Abstract

Area Under the ROC Curve (AUC) is a widely used metric for measuring classification performance. It has important theoretical and academic values to develop AUC maximization algorithms. Traditional methods often apply batch learning algorithm to maximize AUC which is inefficient and unscalable for large-scale applications. Recently some online learning algorithms have been introduced to maximize AUC by going through the data only once. However, these methods sometimes fail to converge to an optimal solution due to the fixed or rapid decay of learning rates. To tackle this problem, we propose an algorithm AdmOAM, Adaptive Moment estimation method for Online AUC Maximization. It applies the estimation of moments of gradients to accelerate the convergence and mitigates the rapid decay of the learning rates.

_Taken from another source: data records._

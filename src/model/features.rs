//! Feature vectors produced by extractors.

use serde::{Deserialize, Serialize};

/// Textual and symbolic features of one artifact.
///
/// Lists are unordered and may contain duplicates. Extractors are expected to
/// cap their volume; nothing here enforces a bound.
#[derive(Debug, Clone, Default, PartialEq, Eq, Serialize, Deserialize)]
#[serde(default)]
pub struct ExtractedFeatures {
    pub strings: Vec<String>,
    pub functions: Vec<String>,
    pub constants: Vec<String>,
    pub symbols: Vec<String>,
}

impl ExtractedFeatures {
    pub fn new() -> Self {
        Self::default()
    }

    /// Features consisting only of strings.
    pub fn from_strings<I, S>(strings: I) -> Self
    where
        I: IntoIterator<Item = S>,
        S: Into<String>,
    {
        Self {
            strings: strings.into_iter().map(Into::into).collect(),
            ..Self::default()
        }
    }

    #[must_use]
    pub fn with_functions<I, S>(mut self, functions: I) -> Self
    where
        I: IntoIterator<Item = S>,
        S: Into<String>,
    {
        self.functions.extend(functions.into_iter().map(Into::into));
        self
    }

    #[must_use]
    pub fn with_constants<I, S>(mut self, constants: I) -> Self
    where
        I: IntoIterator<Item = S>,
        S: Into<String>,
    {
        self.constants.extend(constants.into_iter().map(Into::into));
        self
    }

    #[must_use]
    pub fn with_symbols<I, S>(mut self, symbols: I) -> Self
    where
        I: IntoIterator<Item = S>,
        S: Into<String>,
    {
        self.symbols.extend(symbols.into_iter().map(Into::into));
        self
    }

    /// Iterate over every feature of every kind.
    pub fn iter(&self) -> impl Iterator<Item = &str> {
        self.strings
            .iter()
            .chain(&self.functions)
            .chain(&self.constants)
            .chain(&self.symbols)
            .map(String::as_str)
    }

    /// Total number of features, duplicates included.
    pub fn total(&self) -> usize {
        self.strings.len() + self.functions.len() + self.constants.len() + self.symbols.len()
    }

    pub fn is_empty(&self) -> bool {
        self.total() == 0
    }

    /// Append all features of `other`.
    pub fn merge(&mut self, other: Self) {
        self.strings.extend(other.strings);
        self.functions.extend(other.functions);
        self.constants.extend(other.constants);
        self.symbols.extend(other.symbols);
    }
}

We establish the regret bound of the proposed algorithm and implement extensive experiments to demonstrate its effectiveness and efficiency.

Highlights

  • Area Under the ROC Curve (AUC) [1] plays an important role in measuring classification performance, and quantifies the ability of a classifier that assigns a higher score for a randomly chosen positive instance than a randomly drawn negative instance [2]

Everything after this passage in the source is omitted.